Corn Weekly Comments March 14

Corn Weekly Comments March 14

To start the week corn opened on the positive side but quickly turned lower. The market was able to get back on the positive side in the day session and closed with small gains. Support came from improving demand as USDA announced a sale of 126,000 MT of corn to Japan. In addition, last week’s export shipments were much higher than expected and a marketing year high. Marketing year to date shipments total 1.145 BB vs. just 861 MB at the same time last year. Gains were limited by the advancing second crop corn planting in Brazil with planting at 84% complete vs. 71% average. The first crop corn is 45% harvested vs. 44% average. Early estimates for USDA’s March Crop Production report have corn stocks at 1.516 BB vs 1.54 BB last month. World corn stocks are estimated at 289.3 MMT vs 290.3 MMT last month.
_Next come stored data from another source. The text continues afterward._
//! An in-memory host loaded from JSON.
//!
//! [`Snapshot`] implements every capability in [`crate::host`] from plain
//! data: the guild's channels, the channels the viewer is denied, their
//! role count and the visible-channel signal. The demo binary renders
//! snapshots, and the tests use them as the host.
//!
//! ```json
//! {
//!   "viewer": "100",
//!   "guilds": [{
//!     "id": "1",
//!     "roles": 2,
//!     "visible_signal": 7,
//!     "channels": [
//!       { "id": "10", "guild_id": "1", "type": 4, "name": "general", "position": 0 },
//!       { "id": "11", "guild_id": "1", "type": 0, "parent_id": "10", "position": 0 }
//!     ],
//!     "denied": ["11"],
//!     "unread": [{ "channel_id": "11", "mentions": 3 }]
//!   }]
//! }
//! ```
//!
//! Mutating a snapshot does not touch `visible_signal`; a caller modelling
//! a permission change bumps it explicitly, the way a real store would.

use serde::{Deserialize, Serialize};
use std::collections::{BTreeMap, BTreeSet};

use crate::host::{GuildIndex, PermissionOracle, RoleProvider, UnreadProvider};
use crate::types::{
    channel::{Channel, ChannelId},
    guild::Permissions,
    id::{
        marker::{GuildMarker, UserMarker},
        Id,
    },
    view::ChannelView,
};

#[derive(Clone, Debug, Deserialize, Serialize)]
pub struct Snapshot {
    /// The user the channel list is rendered for.
    pub viewer: Id<UserMarker>,
    #[serde(default)]
    pub guilds: Vec<GuildState>,
}

#[derive(Clone, Debug, Deserialize, Serialize)]
pub struct GuildState {
    pub id: Id<GuildMarker>,
    /// The viewer's role count in this guild.
    #[serde(default)]
    pub roles: usize,
    #[serde(default)]
    pub visible_signal: u64,
    #[serde(default)]
    pub channels: Vec<Channel>,
    /// Channels the viewer may not see.
    #[serde(default)]
    pub denied: BTreeSet<ChannelId>,
    #[serde(default)]
    pub unread: Vec<UnreadState>,
}

#[derive(Clone, Debug, Deserialize, Serialize)]
pub struct UnreadState {
    pub channel_id: ChannelId,
    #[serde(default)]
    pub mentions: u32,
}

impl Snapshot {
    pub fn new(viewer: Id<UserMarker>) -> Self {
        Self {
            viewer,
            guilds: Vec::new(),
        }
    }

    pub fn from_json(json: &str) -> Result<Self, serde_json::Error> {
        serde_json::from_str(json)
    }

    pub fn guild(&self, guild_id: Id<GuildMarker>) -> Option<&GuildState> {
        self.guilds.iter().find(|guild| guild.id == guild_id)
    }

    pub fn guild_mut(&mut self, guild_id: Id<GuildMarker>) -> Option<&mut GuildState> {
        self.guilds.iter_mut().find(|guild| guild.id == guild_id)
    }

    fn owner_mut(&mut self, channel_id: ChannelId) -> Option<&mut GuildState> {
        self.guilds
            .iter_mut()
            .find(|guild| guild.channels.iter().any(|channel| channel.id == channel_id))
    }

    /// Revoke the viewer's access to a channel. Returns `false` if the
    /// channel is unknown.
    pub fn deny(&mut self, channel_id: ChannelId) -> bool {
        match self.owner_mut(channel_id) {
            Some(guild) => {
                guild.denied.insert(channel_id);
                true
            }
            None => false,
        }
    }

    /// Grant the viewer access to a channel again.
    pub fn grant(&mut self, channel_id: ChannelId) -> bool {
        self.guilds
            .iter_mut()
            .any(|guild| guild.denied.remove(&channel_id))
    }

    /// Delete a channel from its guild.
    pub fn remove_channel(&mut self, channel_id: ChannelId) -> Option<Channel> {
        let guild = self.owner_mut(channel_id)?;
        let position = guild
            .channels
            .iter()
            .position(|channel| channel.id == channel_id)?;
        guild.denied.remove(&channel_id);

        Some(guild.channels.remove(position))
    }

    /// The indices the host would render without hidden channels.
    pub fn visible_view(&self, guild_id: Id<GuildMarker>) -> ChannelView {
        let channels = self
            .guild(guild_id)
            .map(|guild| {
                guild
                    .channels
                    .iter()
                    .filter(|channel| {
                        channel.is_category() || self.can(Permissions::VIEW_CHANNEL, channel)
                    })
                    .cloned()
                    .collect::<Vec<_>>()
            })
            .unwrap_or_default();

        ChannelView::build(channels)
    }

    fn is_denied(&self, channel: &Channel) -> bool {
        channel
            .guild_id
            .and_then(|guild_id| self.guild(guild_id))
            .is_some_and(|guild| guild.denied.contains(&channel.id))
    }

    fn unread_state(&self, channel_id: ChannelId) -> Option<&UnreadState> {
        self.guilds
            .iter()
            .flat_map(|guild| guild.unread.iter())
            .find(|state| state.channel_id == channel_id)
    }
}

impl PermissionOracle for Snapshot {
    fn can(&self, _permission: Permissions, channel: &Channel) -> bool {
        !self.is_denied(channel)
    }
}

impl GuildIndex for Snapshot {
    fn raw_channels(&self, guild_id: Id<GuildMarker>) -> BTreeMap<ChannelId, Channel> {
        self.guild(guild_id)
            .map(|guild| {
                guild
                    .channels
                    .iter()
                    .map(|channel| (channel.id, channel.clone()))
                    .collect()
            })
            .unwrap_or_default()
    }

    fn resolve(&self, channel_id: ChannelId) -> Option<Channel> {
        self.guilds
            .iter()
            .flat_map(|guild| guild.channels.iter())
            .find(|channel| channel.id == channel_id)
            .cloned()
    }

    fn visible_signal(&self, guild_id: Id<GuildMarker>) -> u64 {
        self.guild(guild_id)
            .map(|guild| guild.visible_signal)
            .unwrap_or_default()
    }
}

impl RoleProvider for Snapshot {
    fn current_user(&self) -> Id<UserMarker> {
        self.viewer
    }

    fn role_count(&self, guild_id: Id<GuildMarker>, user_id: Id<UserMarker>) -> usize {
        if user_id != self.viewer {
            return 0;
        }

        self.guild(guild_id).map(|guild| guild.roles).unwrap_or(0)
    }
}

impl UnreadProvider for Snapshot {
    fn has_unread(&self, channel_id: ChannelId) -> bool {
        self.unread_state(channel_id).is_some()
    }

    fn mention_count(&self, channel_id: ChannelId) -> u32 {
        self.unread_state(channel_id)
            .map(|state| state.mentions)
            .unwrap_or(0)
    }
}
In Tuesday’s session corn traded in a narrow range around unchanged for the first part of the overnight session then started climbing higher. The market saw the session highs early in the day session but then faded and closed with small losses. USDA’s report was largely a non-event for corn. No changes were made to the US balance sheet, leaving ending stocks at 1.540 BB (but 33 MB more than expected). The national average price was left unchanged at $4.35.

USDA left South American production unchanged at 126.0 MMT for Brazil (0.3 MMT lower than expected) and Argentina at 50.0 MMT (1.3 MMT higher than expected). World ending stocks were at 288.9 MMT, 1.4 MMT lower than last month and 1.0 MMT lower than expected. USDA also went back to the 2023/24 crop year and increased Argentina’s corn production by 1.0 MMT to 51.0 MMT and dropped Brazil’s corn production by 3.0 MMT to 119.0 MMT.
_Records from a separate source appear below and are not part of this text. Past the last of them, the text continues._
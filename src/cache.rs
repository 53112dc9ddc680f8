//! Per-guild cache of the channels hidden from the viewer.
//!
//! Computing the hidden set means asking the permission oracle about every
//! channel in the guild, which is too slow to do on every render. Instead
//! each guild's result is stored together with a [`Fingerprint`] of the
//! host state it was computed from, and reused while the fingerprint holds.
//!
//! ```text
//! get_hidden(guild)
//!       │
//!       ▼
//! fingerprint = (visible_signal, role_count)
//!       │
//!       ├─→ matches stored entry → reuse stored channels
//!       │
//!       └─→ missing or changed   → rescan every channel
//!       │
//!       ▼
//! prune channels that no longer resolve, store, return
//! ```
//!
//! Entries are `Arc`s swapped under a lock, so a reader always sees either
//! the previous entry or the new one in full.

use parking_lot::RwLock;
use std::collections::{BTreeMap, HashMap};
use std::sync::Arc;
use tracing::{debug, trace};

use crate::host::Host;
use crate::types::{
    channel::{Channel, ChannelId, ChannelType},
    guild::Permissions,
    id::{marker::GuildMarker, Id},
};

/// Host state a cached hidden set was computed from.
#[derive(Clone, Copy, Debug, Eq, PartialEq)]
pub struct Fingerprint {
    pub visible_signal: u64,
    pub role_count: usize,
}

/// Channels hidden from the viewer in one guild, bucketed by type.
///
/// Every [`ChannelType`] has a bucket, possibly empty. Within a bucket the
/// channels keep the order they were scanned in. Cloning is cheap: the
/// buckets are shared.
#[derive(Clone, Debug, Default, Eq, PartialEq)]
pub struct HiddenChannels {
    by_type: Arc<BTreeMap<ChannelType, Vec<Channel>>>,
    count: usize,
}

impl HiddenChannels {
    fn new(by_type: Arc<BTreeMap<ChannelType, Vec<Channel>>>) -> Self {
        let count = by_type.values().map(Vec::len).sum();
        Self { by_type, count }
    }

    /// Total number of hidden channels.
    pub fn len(&self) -> usize {
        self.count
    }

    pub fn is_empty(&self) -> bool {
        self.count == 0
    }

    pub fn by_type(&self) -> &BTreeMap<ChannelType, Vec<Channel>> {
        &self.by_type
    }

    pub fn of_type(&self, kind: ChannelType) -> &[Channel] {
        self.by_type.get(&kind).map(Vec::as_slice).unwrap_or(&[])
    }

    /// All hidden channels, by type and then in scan order.
    pub fn iter(&self) -> impl Iterator<Item = &Channel> {
        self.by_type.values().flatten()
    }

    pub fn contains(&self, channel: &Channel) -> bool {
        self.of_type(channel.kind)
            .iter()
            .any(|hidden| hidden.id == channel.id)
    }

    /// Whether both values share the same storage.
    pub fn ptr_eq(&self, other: &Self) -> bool {
        Arc::ptr_eq(&self.by_type, &other.by_type)
    }
}

#[derive(Debug)]
struct CacheEntry {
    hidden: HiddenChannels,
    fingerprint: Fingerprint,
}

/// Caches, per guild, which channels the viewer cannot see.
#[derive(Debug)]
pub struct HiddenSetCache<H> {
    host: H,
    entries: RwLock<HashMap<Id<GuildMarker>, Arc<CacheEntry>>>,
}

impl<H: Host> HiddenSetCache<H> {
    pub fn new(host: H) -> Self {
        Self {
            host,
            entries: RwLock::new(HashMap::new()),
        }
    }

    pub fn host(&self) -> &H {
        &self.host
    }

    /// Mutable access to the host. Cached entries are kept; they are
    /// revalidated against the fingerprint on the next [`get_hidden`].
    ///
    /// [`get_hidden`]: Self::get_hidden
    pub fn host_mut(&mut self) -> &mut H {
        &mut self.host
    }

    fn fingerprint(&self, guild_id: Id<GuildMarker>) -> Fingerprint {
        let viewer = self.host.current_user();

        Fingerprint {
            visible_signal: self.host.visible_signal(guild_id),
            role_count: self.host.role_count(guild_id, viewer),
        }
    }

    /// The channels of `guild_id` hidden from the viewer.
    ///
    /// A missing guild has nothing hidden. The full permission scan only
    /// runs when the guild's fingerprint differs from the stored one;
    /// otherwise the stored set is reused after dropping channels that
    /// were deleted since.
    pub fn get_hidden(&self, guild_id: Option<Id<GuildMarker>>) -> HiddenChannels {
        let Some(guild_id) = guild_id else {
            return HiddenChannels::default();
        };

        let fingerprint = self.fingerprint(guild_id);
        let cached = self
            .entries
            .read()
            .get(&guild_id)
            .filter(|entry| entry.fingerprint == fingerprint)
            .map(|entry| Arc::clone(&entry.hidden.by_type));

        let by_type = match cached {
            Some(by_type) => {
                trace!(guild_id = %guild_id, "hidden channel cache hit");
                by_type
            }
            None => {
                let by_type = self.scan(guild_id);
                debug!(
                    guild_id = %guild_id,
                    visible_signal = fingerprint.visible_signal,
                    role_count = fingerprint.role_count,
                    hidden = by_type.values().map(Vec::len).sum::<usize>(),
                    "recomputed hidden channels"
                );
                Arc::new(by_type)
            }
        };

        let hidden = HiddenChannels::new(self.prune(guild_id, by_type));
        self.entries.write().insert(
            guild_id,
            Arc::new(CacheEntry {
                hidden: hidden.clone(),
                fingerprint,
            }),
        );

        hidden
    }

    fn scan(&self, guild_id: Id<GuildMarker>) -> BTreeMap<ChannelType, Vec<Channel>> {
        let mut by_type: BTreeMap<_, _> = ChannelType::ALL
            .iter()
            .map(|kind| (*kind, Vec::new()))
            .collect();

        for channel in self.host.raw_channels(guild_id).into_values() {
            if channel.guild_id != Some(guild_id) || !channel.kind.is_hideable() {
                continue;
            }

            if !self.host.can(Permissions::VIEW_CHANNEL, &channel) {
                by_type.entry(channel.kind).or_default().push(channel);
            }
        }

        by_type
    }

    /// Drop channels that no longer resolve. Shares `by_type` untouched when
    /// nothing was deleted.
    fn prune(
        &self,
        guild_id: Id<GuildMarker>,
        mut by_type: Arc<BTreeMap<ChannelType, Vec<Channel>>>,
    ) -> Arc<BTreeMap<ChannelType, Vec<Channel>>> {
        let alive = |channel: &Channel| self.host.resolve(channel.id).is_some();
        let stale = by_type
            .values()
            .flatten()
            .filter(|channel| !alive(*channel))
            .count();

        if stale > 0 {
            for bucket in Arc::make_mut(&mut by_type).values_mut() {
                bucket.retain(|channel| alive(channel));
            }
            debug!(guild_id = %guild_id, pruned = stale, "pruned deleted hidden channels");
        }

        by_type
    }

    /// Whether the channel was hidden as of the last [`get_hidden`] for its
    /// guild.
    ///
    /// This never triggers a rescan. Between a permission change and the
    /// next `get_hidden` call it reports the previous state, and it reports
    /// `false` for guilds that were never queried.
    ///
    /// [`get_hidden`]: Self::get_hidden
    pub fn is_hidden(&self, channel_id: ChannelId) -> bool {
        let Some(channel) = self.host.resolve(channel_id) else {
            return false;
        };
        let Some(guild_id) = channel.guild_id else {
            return false;
        };

        self.entries
            .read()
            .get(&guild_id)
            .is_some_and(|entry| entry.hidden.contains(&channel))
    }

    /// Drop the cached entry for one guild.
    pub fn forget(&self, guild_id: Id<GuildMarker>) -> bool {
        self.entries.write().remove(&guild_id).is_some()
    }

    /// Drop every cached entry.
    pub fn clear(&self) {
        self.entries.write().clear();
    }
}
On Wednesday corn opened the overnight session with small gains before turning lower. The market then fell lower until late in the day session when corn was able to trim the losses but still closed solidly lower. Tariff concerns pulled the market lower as President Trump announced more tariffs. Canadian officials said that if Trump moves forward with the 25% tariffs on Canadian products on April 2, Canada may reply by putting tariffs on US ethanol. Canada is the largest buyer of US ethanol with 35% of the US export market, which is roughly equivalent to 235 MB of corn used. Last week’s ethanol production dropped 31,000 barrels per day to 1.062 million barrels per day. Ethanol stocks increased 87,000 barrels to 27.376 million.
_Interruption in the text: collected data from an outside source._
//! The two indices a channel list renders from.
//!
//! A [`ChannelView`] pairs a by-category index ([`CategoryIndex`]) with a
//! by-type index ([`TypeIndex`]). Every bucket is an `Arc<Vec<_>>` so a view
//! can be cloned cheaply and a bucket copied only when something writes to
//! it; untouched buckets stay pointer-equal to the host's.

use std::collections::HashMap;
use std::sync::Arc;

use crate::types::channel::{Channel, ChannelId, ChannelType};

/// Coarse classification used to key the by-type index.
#[derive(Clone, Copy, Debug, Eq, Hash, Ord, PartialEq, PartialOrd)]
pub enum ChannelGroup {
    /// Text, announcement and store channels.
    Selectable,
    /// Voice channels.
    Vocal,
    /// Every other type keeps a bucket of its own.
    Kind(ChannelType),
}

impl From<ChannelType> for ChannelGroup {
    fn from(kind: ChannelType) -> Self {
        match kind {
            ChannelType::GuildText | ChannelType::GuildAnnouncement | ChannelType::GuildStore => {
                ChannelGroup::Selectable
            }
            ChannelType::GuildVoice => ChannelGroup::Vocal,
            other => ChannelGroup::Kind(other),
        }
    }
}

/// A channel placed in a category bucket.
#[derive(Clone, Debug, Eq, PartialEq)]
pub struct CategoryEntry {
    pub channel: Channel,
    pub index: i64,
}

/// A channel placed in a type bucket.
#[derive(Clone, Debug, Eq, PartialEq)]
pub struct TypeEntry {
    pub channel: Channel,
    pub comparator: i64,
}

/// Shared, copy-on-write bucket.
pub type Bucket<T> = Arc<Vec<T>>;

/// Channels grouped by parent category.
#[derive(Clone, Debug, Default, Eq, PartialEq)]
pub struct CategoryIndex {
    /// The categories themselves, in display order.
    pub roots: Bucket<CategoryEntry>,
    /// Children per category. `None` keys the uncategorized bucket.
    pub buckets: HashMap<Option<ChannelId>, Bucket<CategoryEntry>>,
}

impl CategoryIndex {
    pub fn bucket(&self, parent_id: Option<ChannelId>) -> Option<&[CategoryEntry]> {
        self.buckets.get(&parent_id).map(|bucket| bucket.as_slice())
    }
}

/// Channels grouped by [`ChannelGroup`].
#[derive(Clone, Debug, Default, Eq, PartialEq)]
pub struct TypeIndex {
    pub buckets: HashMap<ChannelGroup, Bucket<TypeEntry>>,
}

impl TypeIndex {
    pub fn bucket(&self, group: ChannelGroup) -> Option<&[TypeEntry]> {
        self.buckets.get(&group).map(|bucket| bucket.as_slice())
    }
}

#[derive(Clone, Debug, Default, Eq, PartialEq)]
pub struct ChannelView {
    pub categories: CategoryIndex,
    pub channels: TypeIndex,
}

impl ChannelView {
    /// Build both indices from a list of channels the way the host does.
    ///
    /// Categories go into the root list and the `GUILD_CATEGORY` type
    /// bucket and get an (initially empty) child bucket. Every other channel
    /// goes into its parent's bucket and its coarse type bucket. The
    /// uncategorized bucket always exists. Indices and comparators are the
    /// channel positions, and every bucket comes out sorted.
    pub fn build(channels: impl IntoIterator<Item = Channel>) -> Self {
        let mut roots = Vec::new();
        let mut buckets: HashMap<Option<ChannelId>, Vec<CategoryEntry>> = HashMap::new();
        let mut groups: HashMap<ChannelGroup, Vec<TypeEntry>> = HashMap::new();
        buckets.insert(None, Vec::new());

        for channel in channels {
            let position = channel.position;
            groups
                .entry(ChannelGroup::from(channel.kind))
                .or_default()
                .push(TypeEntry {
                    channel: channel.clone(),
                    comparator: position,
                });

            if channel.is_category() {
                buckets.entry(Some(channel.id)).or_default();
                roots.push(CategoryEntry {
                    channel,
                    index: position,
                });
            } else {
                buckets
                    .entry(channel.parent_id)
                    .or_default()
                    .push(CategoryEntry {
                        channel,
                        index: position,
                    });
            }
        }

        roots.sort_by_key(|entry| entry.index);
        let buckets = buckets
            .into_iter()
            .map(|(key, mut bucket)| {
                bucket.sort_by_key(|entry| entry.index);
                (key, Arc::new(bucket))
            })
            .collect();
        let groups = groups
            .into_iter()
            .map(|(key, mut bucket)| {
                bucket.sort_by_key(|entry| entry.comparator);
                (key, Arc::new(bucket))
            })
            .collect();

        Self {
            categories: CategoryIndex {
                roots: Arc::new(roots),
                buckets,
            },
            channels: TypeIndex { buckets: groups },
        }
    }

    /// Whether every bucket of both indices is in ascending order.
    pub fn is_sorted(&self) -> bool {
        fn ascending<T>(bucket: &[T], key: impl Fn(&T) -> i64) -> bool {
            bucket.windows(2).all(|pair| key(&pair[0]) <= key(&pair[1]))
        }

        ascending(self.categories.roots.as_slice(), |entry| entry.index)
            && self
                .categories
                .buckets
                .values()
                .all(|bucket| ascending(bucket.as_slice(), |entry| entry.index))
            && self
                .channels
                .buckets
                .values()
                .all(|bucket| ascending(bucket.as_slice(), |entry| entry.comparator))
    }
}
In Thursday’s session corn saw small losses for the first part of the overnight session but then started climbing higher. The day session was choppy, but corn was still able to close with small gains. Support came from reports that Rosario Grains Exchange lowered their estimate of Argentina’s corn crop by 1.5 MMT to 44.5 MMT. Meanwhile CONAB increased their estimate of Brazil’s total corn crop by 0.8 MMT to 122.8 MMT (USDA is at 126.0 MMT) but lowered their estimate of the safrinha corn crop by 0.6 MMT to 95.5 MMT. Technical buying added to the gains. Last week’s export sales were in the range of trade expectations.

Target $5.15 to advance sales.

For the week, May corn was at $4.585 down 10.75 cents. July corn was at $4.675 down 8.25 cents.